Now let’s talk about how to achieve that.

We’re about to go over the details of a very specific kind of essay. I call it the epiphanic essay, because it has to do with an epiphany—a discovery, a moment of sudden awareness. 

An epiphany usually starts with some sort of crisis, an internal conflict. 

So that’s what you’re going to start with. You’re going to write a sentence or two that sums up the whole deal: your personal crisis that leads to a moment of self-discovery.

Huckleberry Finn faces just such a crisis when he has to decide whether to turn in his friend Jim, a runaway slave. As a good southerner, Huckleberry knows it’s a sin not to return stolen property. And Jim has stolen himself. But Huckleberry chooses friendship over his own moral code. All right, he says to himself. “I’ll go to Hell!” And he instantly grows in this self-discovery. 

Huck Finn’s pith: Should I obey the law or save my friend?
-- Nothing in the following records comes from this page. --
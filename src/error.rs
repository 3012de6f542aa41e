use std::time::Duration;

use thiserror::Error;

/// Failure of a single publish operation.
#[derive(Debug, Error, Clone, PartialEq, Eq)]
pub enum PublishError {
    /// The transport rejected the publish or the call itself failed.
    #[error("{binding} publish failed: {message}")]
    Transport {
        binding: &'static str,
        message: String,
    },
    /// The transport reported success but handed back no message id.
    #[error("publish returned an empty message id")]
    MissingMessageId,
    #[error("publish did not complete within {0:?}")]
    Timeout(Duration),
}

impl PublishError {
    pub fn transport(binding: &'static str, message: impl Into<String>) -> Self {
        Self::Transport {
            binding,
            message: message.into(),
        }
    }
}

/// A harness run that could not produce a complete latency series.
#[derive(Debug, Error, Clone, PartialEq, Eq)]
pub enum HarnessError {
    #[error("priming publish failed: {0}")]
    Priming(#[source] PublishError),
    #[error("publish {index} of {count} failed: {source}")]
    Publish {
        index: u32,
        count: u32,
        #[source]
        source: PublishError,
    },
}

impl HarnessError {
    pub fn cause(&self) -> &PublishError {
        match self {
            HarnessError::Priming(source) => source,
            HarnessError::Publish { source, .. } => source,
        }
    }
}

/// Rejection of the inbound trigger before any publish is attempted.
#[derive(Debug, Error, Clone, PartialEq, Eq)]
pub enum RequestError {
    #[error("invalid parameter: {0}")]
    InvalidParameter(String),
}

#[derive(Debug, Error)]
pub enum ConfigError {
    #[error("invalid environment: {0}")]
    Env(#[from] envy::Error),
    #[error("GOOGLE_APPLICATION_CREDENTIALS is required for the {0} binding")]
    MissingCredentials(&'static str),
    #[error("LOG_FORMAT must be `text` or `json`, got `{0}`")]
    LogFormat(String),
}

#[cfg(test)]
mod tests {
    use super::*;

    #[test]
    fn harness_error_exposes_underlying_publish_failure() {
        let err = HarnessError::Publish {
            index: 3,
            count: 10,
            source: PublishError::transport("gapic", "unavailable"),
        };
        assert_eq!(err.cause(), &PublishError::transport("gapic", "unavailable"));
        assert_eq!(
            err.to_string(),
            "publish 3 of 10 failed: gapic publish failed: unavailable"
        );

        let priming = HarnessError::Priming(PublishError::MissingMessageId);
        assert_eq!(priming.cause(), &PublishError::MissingMessageId);
    }
}
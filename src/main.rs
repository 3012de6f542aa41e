use std::sync::Arc;

use pubsub_latency::server::{self, AppState};
use pubsub_latency::{publisher, telemetry, Config, LatencyHarness, LatencyLog, TracingLog};

#[tokio::main]
async fn main() -> anyhow::Result<()> {
    let config = match Config::from_env() {
        Ok(c) => c,
        Err(e) => {
            eprintln!("invalid env: {e}");
            return Err(e.into());
        }
    };
    telemetry::init(config.log_format()?);

    let variant = config.variant();
    tracing::info!(
        variant = %variant,
        topic = %config.topic_path(),
        default_count = config.default_count(),
        "starting"
    );

    let publisher = publisher::connect(&config).await?;
    let log: Arc<dyn LatencyLog> = Arc::new(TracingLog::new(config.log_name()));
    let harness =
        LatencyHarness::new(publisher, log.clone()).with_timeout(config.publish_timeout());

    let state = AppState {
        variant,
        default_count: config.default_count(),
        harness: Arc::new(harness),
        log,
    };
    server::serve(server::build_router(state), config.port()).await
}
use std::time::Duration;

use serde::Deserialize;

use crate::error::ConfigError;
use crate::variant::{Binding, Hosting, Variant};

/// Process configuration, read once from the environment at startup.
#[derive(Deserialize, Debug, Clone)]
pub struct Config {
    #[serde(default)]
    pub hosting: Hosting,
    #[serde(default)]
    pub binding: Binding,
    pub google_cloud_project: Option<String>,
    pub topic: Option<String>,
    pub port: Option<u16>,
    pub default_count: Option<u32>,
    pub publish_timeout_ms: Option<u64>,
    #[serde(default)]
    pub ensure_topic: bool,
    pub google_application_credentials: Option<String>,
    pub log_name: Option<String>,
    pub log_format: Option<String>,
}

#[derive(Debug, Clone, Copy, PartialEq, Eq)]
pub enum LogFormat {
    Text,
    Json,
}

const DEFAULT_PORT: u16 = 8080;

impl Config {
    pub fn from_env() -> Result<Self, ConfigError> {
        envy::from_env::<Config>()?.validated()
    }

    pub fn from_vars<I>(vars: I) -> Result<Self, ConfigError>
    where
        I: IntoIterator<Item = (String, String)>,
    {
        envy::from_iter::<_, Config>(vars)?.validated()
    }

    fn validated(self) -> Result<Self, ConfigError> {
        if self.binding == Binding::Apiary && self.google_application_credentials.is_none() {
            return Err(ConfigError::MissingCredentials(Binding::Apiary.as_str()));
        }
        self.log_format()?;
        Ok(self)
    }

    pub fn variant(&self) -> Variant {
        Variant::new(self.hosting, self.binding)
    }

    pub fn topic(&self) -> &str {
        self.topic.as_deref().unwrap_or(self.binding.default_topic())
    }

    /// `projects/{project}/topics/{topic}` when the project is known.
    pub fn topic_path(&self) -> String {
        match &self.google_cloud_project {
            Some(project) => format!("projects/{}/topics/{}", project, self.topic()),
            None => self.topic().to_string(),
        }
    }

    pub fn port(&self) -> u16 {
        self.port.unwrap_or(DEFAULT_PORT)
    }

    pub fn default_count(&self) -> u32 {
        self.default_count.unwrap_or(self.variant().default_count())
    }

    pub fn publish_timeout(&self) -> Option<Duration> {
        self.publish_timeout_ms.map(Duration::from_millis)
    }

    pub fn log_name(&self) -> String {
        self.log_name.clone().unwrap_or_else(|| self.variant().name())
    }

    pub fn log_format(&self) -> Result<LogFormat, ConfigError> {
        match self.log_format.as_deref() {
            None | Some("text") => Ok(LogFormat::Text),
            Some("json") => Ok(LogFormat::Json),
            Some(other) => Err(ConfigError::LogFormat(other.to_string())),
        }
    }
}
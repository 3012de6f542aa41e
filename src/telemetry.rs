use std::sync::OnceLock;

use tracing_subscriber::EnvFilter;

use crate::config::LogFormat;

static INIT: OnceLock<()> = OnceLock::new();

/// Installs the global `tracing` subscriber. `RUST_LOG` overrides the
/// default `info` filter. Later calls are no-ops.
pub fn init(format: LogFormat) {
    INIT.get_or_init(|| {
        let filter = EnvFilter::try_from_default_env().unwrap_or_else(|_| EnvFilter::new("info"));
        let builder = tracing_subscriber::fmt().with_env_filter(filter);
        let installed = match format {
            LogFormat::Text => builder.try_init(),
            LogFormat::Json => builder.json().try_init(),
        };
        if let Err(e) = installed {
            eprintln!("tracing subscriber not installed: {e}");
        }
    });
}

#[cfg(test)]
mod tests {
    use super::*;

    #[test]
    fn repeated_init_is_harmless() {
        init(LogFormat::Text);
        init(LogFormat::Json);
        tracing::info!("still logging");
    }
}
In Paulette Jiles’ wonderful novel, News of the World, a young girl learns to trust a man she has been taught to believe was her enemy. A white girl captured by Plains Indians who treat her as one of their own, she learns during a battle to love an old man who should be her worst enemy. 

The girl’s pith: Can a white man be my friend?

But the best example I can give is that of my son George. At the beginning of seventh grade, he developed chronic headache syndrome—a splitting headache that can lasts for months, even years. It gets triggered by a virus, and in a type-A person like George, it creates a sort of negative feedback loop: the headache causes stress, which makes the headache worse. Like Huck Finn, he found himself confronting his own type-A identity. He spent a whole miserable semester out of school, lying on our living room couch. Eventually, he ended up in a psychologist’s office with wires attached to his head, trying with his own brain to make a set of red bars on a computer monitor all turn green. The psychologist, a Dr. Kravitz, was a biofeedback expert. He tells George that the way to change the bars on the screen is to let go of his struggles. Dr. Kravitz tells him, “Try not to try.” 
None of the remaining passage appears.